Assim como em outros assentamentos rurais do Portal da Amazônia, os beneficiários da política de reforma agrária em Carlinda não obtiveram a titulação definitiva de seus imóveis devido à ausência de georreferenciamento. Isso gera dificuldades de acesso às políticas de créditos, impossibilidade de comercialização dos imóveis, desvalorização do valor das terras pela falta de documentos e insegurança jurídica.

Como caminhos para solucionar essa questão, os próprios agricultores podem se organizar para a realização do georreferenciamento dos imóveis, buscando parcerias com a prefeitura municipal e organizações da sociedade civil para redução dos custos. Outra opção que pode ser complementar, seria o estabelecimento de um termo de cooperação entre o Incra e a prefeitura e/ou os assentados para realização das ações para o georreferenciamento, compartilhando responsabilidades.
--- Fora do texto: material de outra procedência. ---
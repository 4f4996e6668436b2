//! In-body byline detection.
//!
//! Writers often open a document with an attribution line, `By Jane Doe`,
//! that should replace the metadata author as the displayed byline. Only the
//! first non-empty paragraph is considered, and the pattern is anchored at
//! the start of that paragraph's text: `"I am standing by Port Authority"`
//! is not a byline because "by" is not in byline position.
//!
//! "Paragraph" means a `<p>` element: in markup, `<div>`s, list items and
//! bare text between tags never carry a byline. Input with no tags at all is
//! treated as one paragraph.
//!
//! ## Grammar
//!
//! ```text
//! byline := "by" (any case) WS name [terminator]
//! name   := word (sep word)*
//! word   := Uppercase letter, then letters/apostrophes/hyphens, or an initial "Q."
//! sep    := WS | "," [WS "and"] | WS ("and" | "&") WS
//! terminator := end of text | punctuation, followed by anything
//! ```

use crate::pipeline::markup;
use once_cell::sync::Lazy;
use regex::Regex;

static RE_BYLINE: Lazy<Regex> = Lazy::new(|| {
    let word = r"\p{Lu}(?:\.|[\p{L}\p{M}'\u{2019}\-]*)";
    let sep = r"(?:\s*,\s*(?:and\s+)?|\s+(?:and|&)\s+|\s+)";
    Regex::new(&format!(
        r"(?s)^(?i:by)\s+({word}(?:{sep}{word})*)\s*(?:$|[.,;:!?|(\u{{2013}}\u{{2014}}].*$)"
    ))
    .unwrap()
});

/// Outcome of byline detection.
#[derive(Debug, Clone, PartialEq, Eq)]
pub struct Byline {
    /// The detected name, or the fallback author.
    pub byline: String,
    /// True when the byline came from the body.
    pub byline_found: bool,
    /// The input with the byline paragraph removed (unchanged when not found).
    pub html: String,
}

/// Determine the displayed byline for a document body.
///
/// Never fails: when nothing matches, `byline` is `fallback_author`.
pub fn fetch_byline(html: &str, fallback_author: &str) -> Byline {
    let not_found = || Byline {
        byline: fallback_author.to_string(),
        byline_found: false,
        html: html.to_string(),
    };

    let Some((text, outer)) = leading_fragment(html) else {
        return not_found();
    };
    let Some(name) = match_byline(&text) else {
        return not_found();
    };

    let mut stripped = String::with_capacity(html.len());
    stripped.push_str(&html[..outer.start]);
    stripped.push_str(&html[outer.end..]);
    Byline {
        byline: name,
        byline_found: true,
        html: stripped.trim().to_string(),
    }
}

/// Apply the anchored byline grammar to a paragraph's text.
pub fn match_byline(text: &str) -> Option<String> {
    RE_BYLINE
        .captures(text.trim())
        .map(|caps| caps[1].trim().to_string())
        .filter(|name| !name.is_empty())
}

/// Text and byte range of the first paragraph with visible text. Tag-free
/// input counts as a single paragraph.
fn leading_fragment(html: &str) -> Option<(String, std::ops::Range<usize>)> {
    let tags = markup::tags(html);
    if tags.is_empty() {
        let text = markup::text_content(html);
        return (!text.is_empty()).then(|| (text, 0..html.len()));
    }

    let mut i = 0;
    while i < tags.len() {
        if tags[i].opens("p") {
            let el = markup::element_at(html, &tags, i);
            let text = markup::text_content(&html[el.inner.clone()]);
            if !text.is_empty() {
                return Some((text, el.outer));
            }
            i = el.next.max(i + 1);
        } else {
            i += 1;
        }
    }
    None
}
3. Deslocamento dos limites

Os assentamentos em Carlinda também apresentam divergência dos limites descritos nas matrículas e a realidade física. Esses deslocamentos implicam em problemas para o georreferenciamento. A solução proposta refere-se a realização de uma atualização da base fundiária em esforço conjunto entre prefeitura, Incra e cartório de registro de imóveis. Assim, seriam retificadas as áreas que não estivessem em conformidade.